Moon Sungrim, McInnes Bridget, Melton Genevieve B
School of Biomedical Informatics, The University of Texas Health Science Center at Houston, Houston, TX, USA.
Department of Computer Science, Virginia Commonwealth University, Richmond, VA, USA.
Healthc Inform Res. 2015 Jan;21(1):35-42. doi: 10.4258/hir.2015.21.1.35. Epub 2015 Jan 31.
Although acronyms and abbreviations in clinical text are used widely on a daily basis, relatively little research has focused upon word sense disambiguation (WSD) of acronyms and abbreviations in the healthcare domain. Since clinical notes have distinctive characteristics, it is unclear whether techniques effective for acronym and abbreviation WSD from biomedical literature are sufficient.
The authors discuss feature selection for automated techniques and challenges with WSD of acronyms and abbreviations in the clinical domain.
There are significant challenges associated with the informal nature of clinical text, such as typographical errors and incomplete sentences; difficulty with insufficient clinical resources, such as clinical sense inventories; and obstacles with privacy and security for conducting research with clinical text. Although we anticipated that using sophisticated techniques, such as biomedical terminologies, semantic types, part-of-speech, and language modeling, would be needed for feature selection with automated machine learning approaches, we found instead that simple techniques, such as bag-of-words, were quite effective in many cases.

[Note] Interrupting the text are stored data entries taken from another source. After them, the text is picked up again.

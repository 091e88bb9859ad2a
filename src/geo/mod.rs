//! Street network model, projection and rendering.
//!
//! This module loads street centerlines from GeoJSON, projects them from a
//! fixed geographic bounding box into screen space, and paints them with a
//! proximity glow around the focus point.

mod projection;
mod renderer;
mod street;

pub use projection::{GeoBoundingBox, MapProjection, Viewport};
pub use renderer::{render_streets, RenderStyle, RenderSummary};
pub use street::{crop_to_bounds, parse_streets, StreetFeature, StreetGeometry};
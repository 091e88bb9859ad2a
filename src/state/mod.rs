//! Application state management.
//!
//! All mutable state lives in [`AppState`], owned by the app and changed
//! only through [`AppState::apply`] as events are dispatched.

mod focus;
mod stats;

pub use focus::FocusPoint;
pub use stats::RenderStats;

use crate::config::MapConfig;
use crate::events::AppEvent;
use crate::geo::{crop_to_bounds, MapProjection, RenderStyle, StreetFeature, Viewport};

/// Progress of the street data load.
#[derive(Debug, Clone, PartialEq, Eq)]
pub enum LoadState {
    Loading,
    Loaded,
    Failed(String),
}

/// Root application state.
pub struct AppState {
    /// Parsed street network (empty until loaded)
    pub streets: Vec<StreetFeature>,

    /// Pointer position on the canvas
    pub focus: FocusPoint,

    /// Bounding box and current canvas size
    pub projection: MapProjection,

    /// Glow falloff and stroke width
    pub style: RenderStyle,

    /// Whether loaded streets are cropped to the bounding box
    pub crop_to_bounds: bool,

    /// Where the street data comes from
    pub data_source: String,

    pub load_state: LoadState,

    /// Application status message displayed in top bar
    pub status_message: String,

    pub render_stats: RenderStats,
}

impl AppState {
    pub fn new(config: &MapConfig) -> Self {
        Self {
            streets: Vec::new(),
            focus: FocusPoint::unset(),
            projection: MapProjection::new(config.bounds, Viewport::default()),
            style: config.style,
            crop_to_bounds: config.crop_to_bounds,
            data_source: config.data_source.clone(),
            load_state: LoadState::Loading,
            status_message: format!("Loading {}...", config.data_source),
            render_stats: RenderStats::new(),
        }
    }

    /// Applies one event. Returns true if the street layer must be redrawn.
    pub fn apply(&mut self, event: AppEvent) -> bool {
        match event {
            AppEvent::FocusMoved(pos) => {
                let focus = FocusPoint::at(pos);
                if self.focus == focus {
                    return false;
                }
                self.focus = focus;
                true
            }
            AppEvent::Resized(viewport) => {
                if self.projection.viewport == viewport {
                    return false;
                }
                log::debug!("Viewport resized to {}x{}", viewport.width, viewport.height);
                self.projection.viewport = viewport;
                true
            }
            AppEvent::StreetsLoaded(streets) => {
                let total = streets.len();
                self.streets = if self.crop_to_bounds {
                    crop_to_bounds(streets, &self.projection.bounds)
                } else {
                    streets
                };
                if self.streets.len() < total {
                    log::info!(
                        "Cropped {} streets outside the bounding box",
                        total - self.streets.len()
                    );
                }

                let segments: usize = self.streets.iter().map(|s| s.segment_count()).sum();
                log::info!(
                    "Loaded {} streets ({} segments) from {}",
                    self.streets.len(),
                    segments,
                    self.data_source
                );
                self.load_state = LoadState::Loaded;
                self.status_message = format!("{} streets", self.streets.len());
                true
            }
            AppEvent::LoadFailed(error) => {
                log::error!("Failed to load streets from {}: {}", self.data_source, error);
                self.status_message = format!("Failed to load streets: {}", error);
                self.load_state = LoadState::Failed(error.to_string());
                false
            }
        }
    }
}

#[cfg(test)]
mod tests {
    use super::*;
    use crate::error::LoadError;
    use crate::geo::{GeoBoundingBox, StreetGeometry};
    use eframe::egui::Pos2;
    use geo_types::Coord;

    fn test_state(crop: bool) -> AppState {
        let config = MapConfig {
            bounds: GeoBoundingBox::new(0.0, 0.0, 10.0, 10.0).unwrap(),
            crop_to_bounds: crop,
            ..Default::default()
        };
        AppState::new(&config)
    }

    fn streets() -> Vec<StreetFeature> {
        vec![
            StreetFeature::new(
                "Inside",
                StreetGeometry::Single(vec![Coord { x: 1.0, y: 1.0 }, Coord { x: 2.0, y: 2.0 }]),
            ),
            StreetFeature::new(
                "Far Away",
                StreetGeometry::Single(vec![Coord { x: 50.0, y: 50.0 }, Coord { x: 60.0, y: 50.0 }]),
            ),
        ]
    }

    #[test]
    fn test_initial_state() {
        let state = test_state(false);

        assert_eq!(state.load_state, LoadState::Loading);
        assert!(state.streets.is_empty());
        assert_eq!(state.focus, FocusPoint::unset());
    }

    #[test]
    fn test_focus_change_requests_redraw_once() {
        let mut state = test_state(false);

        assert!(state.apply(AppEvent::FocusMoved(Pos2::new(10.0, 20.0))));
        assert!(!state.apply(AppEvent::FocusMoved(Pos2::new(10.0, 20.0))));
        assert_eq!(state.focus.position(), Some(Pos2::new(10.0, 20.0)));
    }

    #[test]
    fn test_resize_updates_projection() {
        let mut state = test_state(false);

        assert!(state.apply(AppEvent::Resized(Viewport::new(640.0, 480.0))));
        assert!(!state.apply(AppEvent::Resized(Viewport::new(640.0, 480.0))));
        assert_eq!(state.projection.viewport, Viewport::new(640.0, 480.0));
    }

    #[test]
    fn test_streets_loaded() {
        let mut state = test_state(false);

        assert!(state.apply(AppEvent::StreetsLoaded(streets())));
        assert_eq!(state.load_state, LoadState::Loaded);
        assert_eq!(state.streets.len(), 2);
    }

    #[test]
    fn test_streets_loaded_with_crop() {
        let mut state = test_state(true);

        state.apply(AppEvent::StreetsLoaded(streets()));
        assert_eq!(state.streets.len(), 1);
        assert_eq!(state.streets[0].name, "Inside");
    }

    #[test]
    fn test_load_failure_is_reported() {
        let mut state = test_state(false);
        let error = LoadError::NotAFeatureCollection("Point".to_string());

        assert!(!state.apply(AppEvent::LoadFailed(error)));
        assert!(matches!(state.load_state, LoadState::Failed(_)));
        assert!(state.status_message.starts_with("Failed to load streets"));
        assert!(state.streets.is_empty());
    }
}
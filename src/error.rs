//! Error types for loading street data and configuration.

use thiserror::Error;

/// Failure while fetching or parsing the street network.
#[derive(Debug, Error)]
pub enum LoadError {
    /// The data file could not be read from disk.
    #[error("failed to read {path}: {source}")]
    Io {
        path: String,
        #[source]
        source: std::io::Error,
    },

    /// The browser fetch failed or returned a non-success status.
    #[cfg_attr(not(target_arch = "wasm32"), allow(dead_code))]
    #[error("failed to fetch {url}: {reason}")]
    Fetch { url: String, reason: String },

    /// The payload is not valid JSON.
    #[error("failed to parse GeoJSON: {0}")]
    Parse(#[from] serde_json::Error),

    /// Valid JSON, but neither a FeatureCollection nor a Feature.
    #[error("expected a GeoJSON FeatureCollection, found {0}")]
    NotAFeatureCollection(String),
}

/// Failure while loading or validating [`crate::config::MapConfig`].
#[derive(Debug, Error)]
pub enum ConfigError {
    #[error("failed to read config {path}: {source}")]
    Read {
        path: String,
        #[source]
        source: std::io::Error,
    },

    #[error("failed to parse config: {0}")]
    Parse(#[source] serde_json::Error),

    /// The bounding box has zero or negative width or height.
    #[error(
        "degenerate bounding box: lng {min_lng}..{max_lng}, lat {min_lat}..{max_lat}"
    )]
    DegenerateBounds {
        min_lng: f64,
        min_lat: f64,
        max_lng: f64,
        max_lat: f64,
    },

    #[error("invalid render style: {0}")]
    InvalidStyle(&'static str),
}
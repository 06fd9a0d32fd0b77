use std::env;
use std::path::PathBuf;
use std::time::Duration;

use anyhow::{anyhow, Result};
use serde::Deserialize;
use tokio::fs;
use tracing::warn;

use webhook_domain::{
    StorageConfig, WebhookConfig, DEFAULT_MAX_BODY_BYTES, DEFAULT_RATE_LIMIT_PER_MINUTE,
    DEFAULT_TIMESTAMP_TOLERANCE_SECONDS,
};

use super::validation::{parse_flag, parse_list, validate_provider_name};

#[derive(Debug, Deserialize, Clone)]
#[serde(default)]
pub struct AppConfig {
    pub bind_addr: String,
    pub app_id: Option<String>,
    pub oa_secret_key: Option<String>,
    pub timestamp_tolerance_seconds: u64,
    pub rate_limit_per_minute: u64,
    pub skip_signature_verification: bool,
    pub strict_storage: bool,
    pub max_body_bytes: usize,
    pub request_timeout_seconds: u64,
    pub store_timeout_ms: u64,
    pub providers: Vec<String>,
    pub database_url: Option<String>,
    pub database_max_connections: u32,
    pub redis_url: Option<String>,
}

impl Default for AppConfig {
    fn default() -> Self {
        Self {
            bind_addr: "127.0.0.1:8000".to_string(),
            app_id: None,
            oa_secret_key: None,
            timestamp_tolerance_seconds: DEFAULT_TIMESTAMP_TOLERANCE_SECONDS,
            rate_limit_per_minute: DEFAULT_RATE_LIMIT_PER_MINUTE,
            skip_signature_verification: false,
            strict_storage: false,
            max_body_bytes: DEFAULT_MAX_BODY_BYTES,
            request_timeout_seconds: 10,
            store_timeout_ms: 1500,
            providers: vec!["zalo".to_string()],
            database_url: None,
            database_max_connections: 10,
            redis_url: None,
        }
    }
}

impl AppConfig {
    /// Reads the TOML file (`--config`, else `WEBHOOK_CONFIG`, else
    /// `./config.toml`), then applies environment overrides.
    pub async fn load(path: Option<PathBuf>) -> Result<Self> {
        let path = path
            .or_else(|| env::var("WEBHOOK_CONFIG").ok().map(PathBuf::from))
            .unwrap_or_else(|| PathBuf::from("./config.toml"));
        let mut config = if path.exists() {
            let content = fs::read_to_string(&path).await?;
            Self::from_toml(&content)?
        } else {
            warn!(path = %path.display(), "config file not found, using defaults");
            AppConfig::default()
        };
        config.apply_env_overrides();
        config.normalize();
        config.validate()?;
        config.warn_on_missing_credentials();
        Ok(config)
    }

    pub fn from_toml(content: &str) -> Result<Self> {
        toml::from_str(content).map_err(|err| anyhow!("invalid config file: {}", err))
    }

    pub fn normalize(&mut self) {
        self.app_id = non_blank(self.app_id.take());
        self.oa_secret_key = non_blank(self.oa_secret_key.take());
        self.database_url = non_blank(self.database_url.take());
        self.redis_url = non_blank(self.redis_url.take());
        let mut providers: Vec<String> = std::mem::take(&mut self.providers)
            .into_iter()
            .map(|item| item.trim().to_ascii_lowercase())
            .filter(|item| !item.is_empty())
            .collect();
        providers.sort();
        providers.dedup();
        self.providers = providers;
    }

    pub fn validate(&self) -> Result<()> {
        self.bind_addr
            .parse::<std::net::SocketAddr>()
            .map_err(|err| anyhow!("invalid bind_addr: {}", err))?;
        if self.max_body_bytes == 0 {
            return Err(anyhow!("max_body_bytes must be greater than 0"));
        }
        if self.rate_limit_per_minute == 0 {
            return Err(anyhow!("rate_limit_per_minute must be greater than 0"));
        }
        if self.store_timeout_ms == 0 {
            return Err(anyhow!("store_timeout_ms must be greater than 0"));
        }
        if self.providers.is_empty() {
            return Err(anyhow!("providers must not be empty"));
        }
        for provider in &self.providers {
            validate_provider_name(provider)?;
        }
        Ok(())
    }

    pub fn to_webhook_config(&self) -> WebhookConfig {
        WebhookConfig {
            bind_addr: self.bind_addr.clone(),
            app_id: self.app_id.clone(),
            oa_secret_key: self.oa_secret_key.clone(),
            timestamp_tolerance_seconds: self.timestamp_tolerance_seconds,
            rate_limit_per_minute: self.rate_limit_per_minute,
            skip_signature_verification: self.skip_signature_verification,
            strict_storage: self.strict_storage,
            max_body_bytes: self.max_body_bytes,
            request_timeout_seconds: self.request_timeout_seconds,
            store_timeout: Duration::from_millis(self.store_timeout_ms),
            providers: self.providers.clone(),
        }
    }

    pub fn to_storage_config(&self) -> StorageConfig {
        StorageConfig {
            database_url: self.database_url.clone(),
            database_max_connections: self.database_max_connections,
            redis_url: self.redis_url.clone(),
        }
    }

    fn warn_on_missing_credentials(&self) {
        if self.skip_signature_verification {
            warn!("signature verification is disabled");
            return;
        }
        if self.app_id.is_none() || self.oa_secret_key.is_none() {
            warn!("APP_ID or OA_SECRET_KEY not configured, every signed request will be rejected");
        }
    }

    fn apply_env_overrides(&mut self) {
        self.apply_overrides(|key| env::var(key).ok());
    }

    /// Applies overrides from `lookup`; unparseable numbers keep the current value.
    pub fn apply_overrides<F>(&mut self, lookup: F)
    where
        F: Fn(&str) -> Option<String>,
    {
        if let Some(value) = lookup("BIND_ADDR") {
            self.bind_addr = value;
        }
        if let Some(value) = lookup("APP_ID") {
            self.app_id = Some(value);
        }
        if let Some(value) = lookup("OA_SECRET_KEY") {
            self.oa_secret_key = Some(value);
        }
        if let Some(value) = lookup("WEBHOOK_TIMESTAMP_TOLERANCE") {
            self.timestamp_tolerance_seconds =
                value.trim().parse().unwrap_or(self.timestamp_tolerance_seconds);
        }
        if let Some(value) = lookup("RATE_LIMIT_PER_MINUTE") {
            self.rate_limit_per_minute = value.trim().parse().unwrap_or(self.rate_limit_per_minute);
        }
        if let Some(value) = lookup("SKIP_SIGNATURE_VERIFICATION") {
            self.skip_signature_verification = parse_flag(&value);
        }
        if let Some(value) = lookup("STRICT_STORAGE") {
            self.strict_storage = parse_flag(&value);
        }
        if let Some(value) = lookup("MAX_BODY_BYTES") {
            self.max_body_bytes = value.trim().parse().unwrap_or(self.max_body_bytes);
        }
        if let Some(value) = lookup("REQUEST_TIMEOUT_SECONDS") {
            self.request_timeout_seconds =
                value.trim().parse().unwrap_or(self.request_timeout_seconds);
        }
        if let Some(value) = lookup("STORE_TIMEOUT_MS") {
            self.store_timeout_ms = value.trim().parse().unwrap_or(self.store_timeout_ms);
        }
        if let Some(value) = lookup("WEBHOOK_PROVIDERS") {
            self.providers = parse_list(&value);
        }
        if let Some(value) = lookup("DATABASE_URL") {
            self.database_url = Some(value);
        }
        if let Some(value) = lookup("DATABASE_MAX_CONNECTIONS") {
            self.database_max_connections =
                value.trim().parse().unwrap_or(self.database_max_connections);
        }
        if let Some(value) = lookup("REDIS_URL") {
            self.redis_url = Some(value);
        }
    }
}

fn non_blank(value: Option<String>) -> Option<String> {
    value
        .map(|item| item.trim().to_string())
        .filter(|item| !item.is_empty())
}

Factors, such as majority sense prevalence and the degree of separateness between sense meanings, were also important considerations.
The first lesson is that a comprehensive understanding of the unique characteristics of clinical text is important for automatic acronym and abbreviation WSD. The second lesson learned is that investigators may find that using simple approaches is an effective starting point for these tasks. Finally, similar to other WSD tasks, an understanding of baseline majority sense rates and separateness between senses is important. Further studies and practical solutions are needed to better address these issues.
尽管临床文本中的首字母缩略词和缩写在日常中广泛使用,但相对较少的研究聚焦于医疗领域中首字母缩略词和缩写的词义消歧(WSD)。由于临床记录具有独特的特征,尚不清楚来自生物医学文献的对首字母缩略词和缩写进行词义消歧的有效技术是否足够。
作者讨论了自动化技术的特征选择以及临床领域中首字母缩略词和缩写的词义消歧所面临的挑战。
临床文本的非正式性质带来了重大挑战,如排版错误和句子不完整;临床资源不足带来困难,如临床意义清单;以及使用临床文本进行研究时的隐私和安全障碍。尽管我们预计使用复杂技术,如生物医学术语、语义类型、词性和语言建模,对于自动化机器学习方法的特征选择是必要的,但我们反而发现简单技术,如词袋模型,在许多情况下相当有效。诸如多数意义流行率和意义之间的分离程度等因素也是重要的考虑因素。
第一个教训是,全面理解临床文本的独特特征对于自动进行首字母缩略词和缩写的词义消歧很重要。第二个教训是,研究人员可能会发现使用简单方法是这些任务的有效起点。最后,与其他词义消歧任务类似,了解基线多数意义率和意义之间的分离程度很重要。需要进一步的研究和实际解决方案来更好地解决这些问题。